Z drugiej strony polityka wzięła górę nad sportem do rozpoczęcia Paraolimpiady, kiedy Międzynarodowy Komitet Paraolimpijski (IPC) 8 sierpnia odsunął od udziału w zawodach w Rio całą reprezentację Rosji.
Mary Dejevsky pisze, że nawet częściowa dyskwalifikacja byłaby „zbyt surową” karą, a ta decyzja w sprawie reprezentacji paraolimpijskiej „wynosi ataki na rosyjski sport na zupełnie nowy poziom”.
Zdaniem autorki, zakaz udziału w Paraolimpiadzie powoduje, że rosyjscy sportowcy są karani za to, iż uczestniczą w „niedoskonałym systemie sportowym”. Wcześniej Światowa Agencja Antydopingowa (WADA) oskarżyła Rosję o posiadanie programu dopingowego. Jednak obiektywnych dowodów winy rosyjskich zawodników nie przedstawiono, dlatego większość lekkoatletów pojechała do Rio.Jak pisze Dejevsky, ogólny zakaz oznacza, że rosyjscy paraolimpijczycy jako zespół zostali ukarani znacznie surowiej, niż ich w pełni sprawni fizycznie koledzy.
— Tyle na temat równości.

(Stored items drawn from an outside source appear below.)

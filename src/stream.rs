//! Shared output streams.
//!
//! The lifecycle never writes to the process streams directly: stdout and
//! stderr are [`Stream`] handles so tests can capture them and log files can
//! be closed while a logger still holds a clone.

use std::io::{self, Write};
use std::sync::{Arc, Mutex, MutexGuard, PoisonError};

type Sink = Box<dyn Write + Send>;

/// Cloneable, closable writer. Clones share the same underlying sink.
#[derive(Clone)]
pub struct Stream {
    inner: Arc<Mutex<Option<Sink>>>,
    process: bool,
}

impl Stream {
    pub fn new(writer: impl Write + Send + 'static) -> Self {
        Self {
            inner: Arc::new(Mutex::new(Some(Box::new(writer)))),
            process: false,
        }
    }

    pub fn stdout() -> Self {
        Self {
            process: true,
            ..Self::new(io::stdout())
        }
    }

    pub fn stderr() -> Self {
        Self {
            process: true,
            ..Self::new(io::stderr())
        }
    }

    /// Whether this wraps one of the process's own streams.
    pub fn is_process_stream(&self) -> bool {
        self.process
    }

    fn lock(&self) -> MutexGuard<'_, Option<Sink>> {
        self.inner.lock().unwrap_or_else(PoisonError::into_inner)
    }

    /// Flush and drop the sink. Later writes are discarded; closing twice
    /// is a no-op.
    pub fn close(&self) -> io::Result<()> {
        match self.lock().take() {
            Some(mut sink) => sink.flush(),
            None => Ok(()),
        }
    }

    pub fn is_closed(&self) -> bool {
        self.lock().is_none()
    }
}

impl Write for Stream {
    fn write(&mut self, buf: &[u8]) -> io::Result<usize> {
        match self.lock().as_mut() {
            Some(sink) => sink.write(buf),
            None => Ok(buf.len()),
        }
    }

    fn write_all(&mut self, buf: &[u8]) -> io::Result<()> {
        match self.lock().as_mut() {
            Some(sink) => sink.write_all(buf),
            None => Ok(()),
        }
    }

    fn flush(&mut self) -> io::Result<()> {
        match self.lock().as_mut() {
            Some(sink) => sink.flush(),
            None => Ok(()),
        }
    }
}

/// In-memory sink for capturing output.
#[derive(Clone, Default)]
pub struct SharedBuffer(Arc<Mutex<Vec<u8>>>);

impl SharedBuffer {
    pub fn new() -> Self {
        Self::default()
    }

    pub fn contents(&self) -> String {
        let bytes = self.0.lock().unwrap_or_else(PoisonError::into_inner);
        String::from_utf8_lossy(&bytes).into_owned()
    }

    pub fn stream(&self) -> Stream {
        Stream::new(self.clone())
    }
}

impl Write for SharedBuffer {
    fn write(&mut self, buf: &[u8]) -> io::Result<usize> {
        self.0
            .lock()
            .unwrap_or_else(PoisonError::into_inner)
            .extend_from_slice(buf);
        Ok(buf.len())
    }

    fn flush(&mut self) -> io::Result<()> {
        Ok(())
    }
}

Mało tego, że utracono zasadę słuszności, która głosi, iż kara powinna być adekwatna do popełnionego przestępstwa, to odrzuca się bardziej długoterminowe rezultaty. Jakie posłanie międzynarodowy sport wysyła Rosji o prawach i możliwościach osób niepełnosprawnych? – zastanawia się autorka.
Mary Dejevsky twierdzi, że jeśli całkowity zakaz udziału rosyjskich paraolimpijczyków zostanie podtrzymany, będzie to świadczyć nie tylko o tym, że ceni się ich mnie niż ich sprawnych fizycznie kolegów, ale i o tym, że to, co Rosja zrobiła w zakresie praw osób niepełnosprawnych – dowodzą tego sukcesy paraolimpijczyków – nie ma żadnego znaczenia.